Gaping hole in respect for professionals who want to plan around the iMac Pro along with
impaired performance to stay within a form-over-function case design

Planning ahead courtesy ≠ Apple

I for one (speaking as a professional) am very unhappy about Apple keeping mum on the release date and especially the pricing for the iMac Pro. The only vague information is $4999 for some unspecified base configuration.

The tax year ends in 27 days, and to write off for this year requires that gear be put into service in this year. It’s offensive of Apple to announce it 6 months ago and now leave buyers twisting in the wind, unable to plan.

CLICK TO VIEW: Configuring my 2017 iMac 5K and Various

Alexey V writes:

Thank you for your for your thorough, well-written reviews and opinions – I have read most of your Mac articles, and have found them to be very helpful.

I cannot wait for Apple to finally release the new Mac Pro, but like you, lean towards a top of the line iMac 5K (with OWC RAM) for my needs, since I mainly use Lightroom, Photoshop, and AutoPano Giga. I am, of course, also curious about the iMac Pro, and have been reading about it both on your website as well as on multiple other resources.

You may have already heard about this, but the 8-core iMac Pro may ship with a custom "W-2140B" Xeon CPU, clocked at 3.2GHz, as opposed to the W-2145, clocked at 3.7GHz. I am afraid that if the Geekbench results below are real, that model will barely edge out the current 8-core Mac Pro (and may not be any faster than your machine with its 3.3GHz 8-core CPU):

I realize this is a rumor, but this website is frequently accurate (I've been reading it for over a decade) and if past Geekbench score leaks are any indication, these results are real. Additionally, I realize that Geekbench scores do not equate to performance in your specific tasks, but they do provide a glimpse of a machine's performance

So I am not holding my breath for the iMac Pro – as much as want it to be a modern version of the 8-core-plus 2013 Mac Pro in the iMac 5K enclosure (with improved thermals,) I think it will be more of the 2017 iMac 5K with extra lower-clocked cores for twice/thrice/n times the money. Sure, it'll benefit people rendering video in HandBrake and the like, but it won't help me with Ps/Lr.

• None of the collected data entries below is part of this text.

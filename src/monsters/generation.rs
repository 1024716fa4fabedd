//! Monster spawning.
//!
//! The catalog unlocks one more monster every 3 spawn levels. The spawned
//! monster's own level wobbles by one around the spawn level.

use super::types::{Monster, MonsterRewards};
use crate::character::Coins;
use crate::core::constants::*;
use crate::core::ids::fresh_id;
use crate::problems::generate_problem;
use rand::Rng;

/// (name, image), in unlock order.
pub const MONSTER_CATALOG: [(&str, &str); 5] = [
    ("Mathling", "/images/monsters/mathling.png"),
    ("Number Goblin", "/images/monsters/goblin.png"),
    ("Equation Elemental", "/images/monsters/elemental.png"),
    ("Division Dragon", "/images/monsters/dragon.png"),
    ("Algebra Apparition", "/images/monsters/apparition.png"),
];

/// How many catalog entries can spawn at a level: 2 at 1-3, 3 at 4-6,
/// 4 at 7-9, all 5 from 10.
pub fn eligible_monster_count(spawn_level: u32) -> usize {
    let unlocked = STARTING_CATALOG_SIZE + (spawn_level.saturating_sub(1) / CATALOG_GROWTH_LEVELS) as usize;
    unlocked.min(MONSTER_CATALOG.len())
}

pub fn monster_hp(level: u32, hp_per_level: u32) -> u32 {
    MONSTER_BASE_HP.saturating_add(level.saturating_mul(hp_per_level))
}

pub fn monster_rewards(level: u32) -> MonsterRewards {
    MonsterRewards {
        experience: MONSTER_XP_PER_LEVEL * level,
        coins: Coins::new(
            level / 2,
            level * MONSTER_SILVER_PER_LEVEL,
            level * MONSTER_COPPER_PER_LEVEL,
        ),
        possible_items: Vec::new(),
    }
}

/// Rolls `max(1, spawn_level + {-1, 0, 1})`.
pub fn roll_monster_level(spawn_level: u32, rng: &mut impl Rng) -> u32 {
    let offset = rng.gen_range(-MONSTER_LEVEL_VARIANCE..=MONSTER_LEVEL_VARIANCE);
    (spawn_level as i64 + offset).max(1) as u32
}

pub fn generate_monster(spawn_level: u32, hp_per_level: u32, rng: &mut impl Rng) -> Monster {
    let (name, image) = MONSTER_CATALOG[rng.gen_range(0..eligible_monster_count(spawn_level))];
    let level = roll_monster_level(spawn_level, rng);
    let hp = monster_hp(level, hp_per_level);
    let problem = generate_problem(level, rng);

    Monster {
        id: fresh_id(rng),
        name: name.to_string(),
        level,
        hp,
        max_hp: hp,
        image: image.to_string(),
        problem,
        rewards: monster_rewards(level),
    }
}
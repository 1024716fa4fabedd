//! Simulation configuration.

use crate::core::config::GameConfig;

/// Configuration for a simulation run.
#[derive(Debug, Clone)]
pub struct SimConfig {
    /// Number of simulation runs to perform
    pub num_runs: u32,

    /// Random seed for reproducibility (None = random)
    pub seed: Option<u64>,

    /// Maximum answers per run before timeout
    pub max_turns_per_run: u64,

    /// Probability that the scripted player answers correctly
    pub accuracy: f64,

    /// Hero level at the start of each run
    pub starting_level: u32,

    /// Drink a healing item when HP falls below this fraction of max
    pub heal_threshold: f64,

    /// Rules the simulated games run under
    pub game: GameConfig,

    /// Random-roll samples for the loot table section of the report
    pub loot_samples: u32,

    /// Log verbosity (0 = silent, 1 = summary, 2 = detailed)
    pub verbosity: u8,
}

impl Default for SimConfig {
    fn default() -> Self {
        Self {
            num_runs: 1000,
            seed: None,
            max_turns_per_run: 2_000,
            accuracy: 0.85,
            starting_level: 1,
            heal_threshold: 0.3,
            game: GameConfig::default(),
            loot_samples: 10_000,
            verbosity: 1,
        }
    }
}

impl SimConfig {
    /// Quick config for a fast balance check
    pub fn quick() -> Self {
        Self {
            num_runs: 100,
            max_turns_per_run: 500,
            loot_samples: 1_000,
            ..Default::default()
        }
    }

    /// A player who gets one answer in three wrong
    pub fn struggling_student() -> Self {
        Self {
            accuracy: 0.66,
            ..Default::default()
        }
    }
}
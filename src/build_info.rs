//! Commit and date baked in by `build.rs`.

include!(concat!(env!("OUT_DIR"), "/build_info.rs"));

/// One-line version string for `--version`.
pub fn version_line() -> String {
    format!(
        "math-legends {} ({}, {})",
        env!("CARGO_PKG_VERSION"),
        BUILD_DATE,
        BUILD_COMMIT
    )
}
//! Opening screen: name the hero and preview the stats they start with.

use math_legends::character::{is_name_char, validate_name, Player, NAME_CHARSET_HINT};
use math_legends::core::MAX_NAME_LENGTH;
use math_legends::monsters::{eligible_monster_count, MONSTER_CATALOG};
use ratatui::{
    layout::{Alignment, Constraint, Direction, Layout, Rect},
    style::{Color, Modifier, Style},
    text::{Line, Span},
    widgets::{Block, Borders, Paragraph},
    Frame,
};

pub struct NameEntryScreen {
    input: String,
    error: Option<String>,
}

impl NameEntryScreen {
    pub fn new() -> Self {
        Self {
            input: String::new(),
            error: None,
        }
    }

    /// Characters a name can never hold are refused at the keyboard.
    pub fn push(&mut self, c: char) {
        if !is_name_char(c) {
            self.error = Some(format!("Only {} are allowed", NAME_CHARSET_HINT));
        } else if self.input.chars().count() >= MAX_NAME_LENGTH {
            self.error = Some(format!("{} characters at most", MAX_NAME_LENGTH));
        } else {
            self.input.push(c);
            self.error = None;
        }
    }

    pub fn pop(&mut self) {
        self.input.pop();
        self.error = None;
    }

    /// The trimmed name, or `None` with the reason kept for display.
    pub fn submit(&mut self) -> Option<String> {
        match validate_name(&self.input) {
            Ok(name) => Some(name),
            Err(e) => {
                self.error = Some(e.to_string());
                None
            }
        }
    }

    pub fn reject(&mut self, reason: String) {
        self.error = Some(reason);
    }

    pub fn draw(&self, f: &mut Frame, area: Rect) {
        let rows = Layout::default()
            .direction(Direction::Vertical)
            .margin(1)
            .constraints([
                Constraint::Length(3),
                Constraint::Min(9),
                Constraint::Length(1),
            ])
            .split(area);

        let banner = vec![
            Line::from(Span::styled(
                "MATH LEGENDS",
                Style::default().fg(Color::Cyan).add_modifier(Modifier::BOLD),
            )),
            Line::from(Span::styled(
                "Solve to strike. Solve to block.",
                Style::default().fg(Color::DarkGray),
            )),
        ];
        f.render_widget(Paragraph::new(banner).alignment(Alignment::Center), rows[0]);

        let columns = Layout::default()
            .direction(Direction::Horizontal)
            .constraints([Constraint::Percentage(55), Constraint::Percentage(45)])
            .split(rows[1]);
        self.draw_name_field(f, columns[0]);
        self.draw_hero_card(f, columns[1]);

        let keys = Paragraph::new("[Enter] Enter the arena   [Backspace] Erase   [Esc] Quit")
            .style(Style::default().fg(Color::Gray))
            .alignment(Alignment::Center);
        f.render_widget(keys, rows[2]);
    }

    fn draw_name_field(&self, f: &mut Frame, area: Rect) {
        let border = if self.error.is_some() {
            Color::Red
        } else {
            Color::Cyan
        };
        let used = self.input.chars().count();

        let mut lines = vec![
            Line::from(vec![
                Span::styled("> ", Style::default().fg(Color::Cyan)),
                Span::styled(
                    format!("{}_", self.input),
                    Style::default().fg(Color::White).add_modifier(Modifier::BOLD),
                ),
            ]),
            Line::from(Span::styled(
                format!("{}/{}", used, MAX_NAME_LENGTH),
                Style::default().fg(if used == MAX_NAME_LENGTH {
                    Color::Yellow
                } else {
                    Color::DarkGray
                }),
            )),
            Line::from(""),
            Line::from(Span::styled(
                format!("Use {}.", NAME_CHARSET_HINT),
                Style::default().fg(Color::Gray),
            )),
        ];
        if let Some(error) = &self.error {
            lines.push(Line::from(""));
            lines.push(Line::from(Span::styled(
                error.clone(),
                Style::default().fg(Color::Red),
            )));
        }

        let block = Block::default()
            .title(" Name your hero ")
            .borders(Borders::ALL)
            .border_style(Style::default().fg(border));
        f.render_widget(Paragraph::new(lines).block(block), area);
    }

    /// The stats a fresh hero starts with, under the name typed so far.
    fn draw_hero_card(&self, f: &mut Frame, area: Rect) {
        let name = self.input.trim();
        let hero = Player::new(if name.is_empty() { "???" } else { name }.to_string());
        let first_foes: Vec<&str> = MONSTER_CATALOG[..eligible_monster_count(hero.level)]
            .iter()
            .map(|(foe, _)| *foe)
            .collect();

        let lines = vec![
            Line::from(Span::styled(
                hero.name.clone(),
                Style::default().fg(Color::Yellow).add_modifier(Modifier::BOLD),
            )),
            Line::from(format!("Level {}", hero.level)),
            Line::from(Span::styled(
                format!("HP {}/{}", hero.current_hp, hero.max_hp),
                Style::default().fg(Color::Green),
            )),
            Line::from(format!(
                "STR {}  DEF {}  DMG {}",
                hero.strength, hero.defense, hero.damage
            )),
            Line::from(format!("Purse {}", hero.coins)),
            Line::from(""),
            Line::from(Span::styled(
                format!("First foes: {}", first_foes.join(", ")),
                Style::default().fg(Color::DarkGray),
            )),
        ];

        let block = Block::default().title(" Hero card ").borders(Borders::ALL);
        f.render_widget(Paragraph::new(lines).block(block), area);
    }
}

What I am holding my breath for is the next revision of the iMac with 8th or 9th generation CPUs (the i7-8700K, which is already out and is a 6 core/12 thread SKU, or i7-9700K, which was recently rumored to have 8 cores and 16 threads – both having the same 95W TDP as the i7-7700K in your 2017 iMac 5K). And yes, a 32" 8K "Super Retina" panel (with 3x, as opposed to 2x scaling, a-la iPhone X) would be amazing, but likely won't happen until panels with that pixel density first trickle down to iPads and MacBooks, or ever.

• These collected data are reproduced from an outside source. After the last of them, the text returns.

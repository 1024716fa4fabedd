//! Gold/silver/copper purse.
//!
//! Gains are componentwise, so a purse can hold 15 silver without it turning
//! into 1 gold 5 silver. Only spending renormalizes.

use crate::core::constants::{COPPER_PER_GOLD, COPPER_PER_SILVER};
use serde::{Deserialize, Serialize};
use std::fmt;

#[derive(Debug, Clone, Copy, Default, PartialEq, Eq, Serialize, Deserialize)]
pub struct Coins {
    pub gold: u32,
    pub silver: u32,
    pub copper: u32,
}

impl Coins {
    pub fn new(gold: u32, silver: u32, copper: u32) -> Self {
        Self {
            gold,
            silver,
            copper,
        }
    }

    /// Canonical split of a copper total.
    ///
    /// A total too large for canonical gold keeps gold at `u32::MAX` and
    /// leaves the excess in silver and copper, so no copper is lost.
    pub fn from_total(total: u64) -> Self {
        let gold_cap = u64::from(u32::MAX);
        let gold = (total / u64::from(COPPER_PER_GOLD)).min(gold_cap);
        let rest = total - gold * u64::from(COPPER_PER_GOLD);
        let silver = (rest / u64::from(COPPER_PER_SILVER)).min(gold_cap);
        let copper = rest - silver * u64::from(COPPER_PER_SILVER);
        Self {
            gold: gold as u32,
            silver: silver as u32,
            copper: u32::try_from(copper).unwrap_or(u32::MAX),
        }
    }

    /// Value of the purse in copper. Widened so a full purse never clamps.
    pub fn total(&self) -> u64 {
        u64::from(self.gold) * u64::from(COPPER_PER_GOLD)
            + u64::from(self.silver) * u64::from(COPPER_PER_SILVER)
            + u64::from(self.copper)
    }

    pub fn add(&mut self, gold: u32, silver: u32, copper: u32) {
        self.gold = self.gold.saturating_add(gold);
        self.silver = self.silver.saturating_add(silver);
        self.copper = self.copper.saturating_add(copper);
    }

    pub fn can_afford(&self, amount: u32) -> bool {
        self.total() >= u64::from(amount)
    }

    /// Deducts `amount` copper and re-splits the rest canonically.
    /// Returns false and leaves the purse alone when it holds too little.
    pub fn spend(&mut self, amount: u32) -> bool {
        let total = self.total();
        let amount = u64::from(amount);
        if total < amount {
            return false;
        }
        *self = Self::from_total(total - amount);
        true
    }
}

impl fmt::Display for Coins {
    fn fmt(&self, f: &mut fmt::Formatter<'_>) -> fmt::Result {
        write!(f, "{}g {}s {}c", self.gold, self.silver, self.copper)
    }
}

That said, I realize that waiting for Apple to update a machine is an ungrateful task, so I may break down and get the 2017 iMac – that is one heck of a machine for a photographer.

MPG: it’s a shame to have to choose faster for tasks A/B/C but slower for tasks X/Y/Z. Compromising the fundamentals is not elegance, never can be, and Apple ought to know better.

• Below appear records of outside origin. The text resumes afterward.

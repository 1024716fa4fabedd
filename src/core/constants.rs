// Player defaults
pub const STARTING_LEVEL: u32 = 1;
pub const BASE_MAX_HP: u32 = 100;
pub const MAX_HP_PER_LEVEL: u32 = 20;
pub const STARTING_STRENGTH: u32 = 10;
pub const STARTING_DEFENSE: u32 = 5;
pub const STARTING_DAMAGE: u32 = 8;
pub const MAX_NAME_LENGTH: usize = 16;

// XP needed to leave a level is level * XP_PER_LEVEL
pub const XP_PER_LEVEL: u32 = 100;

// Coin denominations in copper
pub const COPPER_PER_SILVER: u32 = 10;
pub const COPPER_PER_GOLD: u32 = 100;

// Hero strike: (base + level * per_level + strength + damage) * level-gap multiplier
pub const HERO_STRIKE_BASE: u32 = 10;
pub const HERO_STRIKE_PER_LEVEL: u32 = 2;
pub const HIGHER_MONSTER_MULTIPLIER: f64 = 1.2;
pub const LOWER_MONSTER_MULTIPLIER: f64 = 0.8;

// Monster strike: max(1, base + level * per_level - defense * mitigation)
pub const MONSTER_STRIKE_BASE: u32 = 15;
pub const MONSTER_STRIKE_PER_LEVEL: u32 = 2;
pub const DEFENSE_MITIGATION: f64 = 0.5;
pub const MIN_MONSTER_STRIKE: u32 = 1;
pub const FLAT_STUMBLE_DAMAGE: u32 = 10;

// Monster generation
pub const MONSTER_BASE_HP: u32 = 50;
pub const MONSTER_HP_PER_LEVEL: u32 = 15;
pub const MAX_MONSTER_HP_PER_LEVEL: u32 = 10_000;
pub const MONSTER_LEVEL_VARIANCE: i64 = 1;
pub const MONSTER_XP_PER_LEVEL: u32 = 25;
pub const MONSTER_SILVER_PER_LEVEL: u32 = 2;
pub const MONSTER_COPPER_PER_LEVEL: u32 = 8;
pub const STARTING_CATALOG_SIZE: usize = 2;
pub const CATALOG_GROWTH_LEVELS: u32 = 3;

// Problem operands
pub const ADDITION_RANGE_PER_LEVEL: i64 = 10;
pub const SUBTRACTION_RANGE_PER_LEVEL: i64 = 10;
pub const MULTIPLICAND_RANGE_PER_LEVEL: i64 = 5;
pub const MULTIPLIER_MAX: i64 = 10;
pub const DIVISOR_MAX: i64 = 10;
pub const QUOTIENT_MAX: i64 = 10;
pub const LEVELS_PER_OPERATION: u32 = 3;

// Progression
pub const STRONGER_SPAWN_CHANCE: f64 = 0.3;
pub const SHOP_INTERVAL: u32 = 5;

// Loot
pub const MONSTER_DROP_CHANCE: f64 = 0.3;
pub const RANDOM_ITEM_DROP_CHANCE: f64 = 0.3;

// UI / log
pub const COMBAT_LOG_CAPACITY: usize = 10;
pub const INVALID_ANSWER_MESSAGE: &str = "Please enter a valid number!";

Methinks that a pretty computer case that looks good in marketing promotions has killed the iMac Pro for not just expansion (memory seems to be built-in and non-upgradeable), but also substantially reduced its numerous professional tasks, turning it into a very very expensive machine that is optimal for only very specific workloads.

Form over function triumphs again at Apple. I’m a bit sick of hearing how great a designer Jonathan Ive is (as clearly he is). But I consider it as a sort of idiot-savant designing to not have expandable memory, and to have to downclock the CPU speed (and then to brag about the awesome thermal management: “we designed it badly for thermal, so we worked extra hard to make it work”). I would not say this or mind so much if Apple were honest about their goal of “pretty design” as a priority over functional design, but when the promotion of the iMac Pro talks all about its awesome computing capabilities, it’s a little nauseating to see a half-the-truth story promulgated with such fecklessness.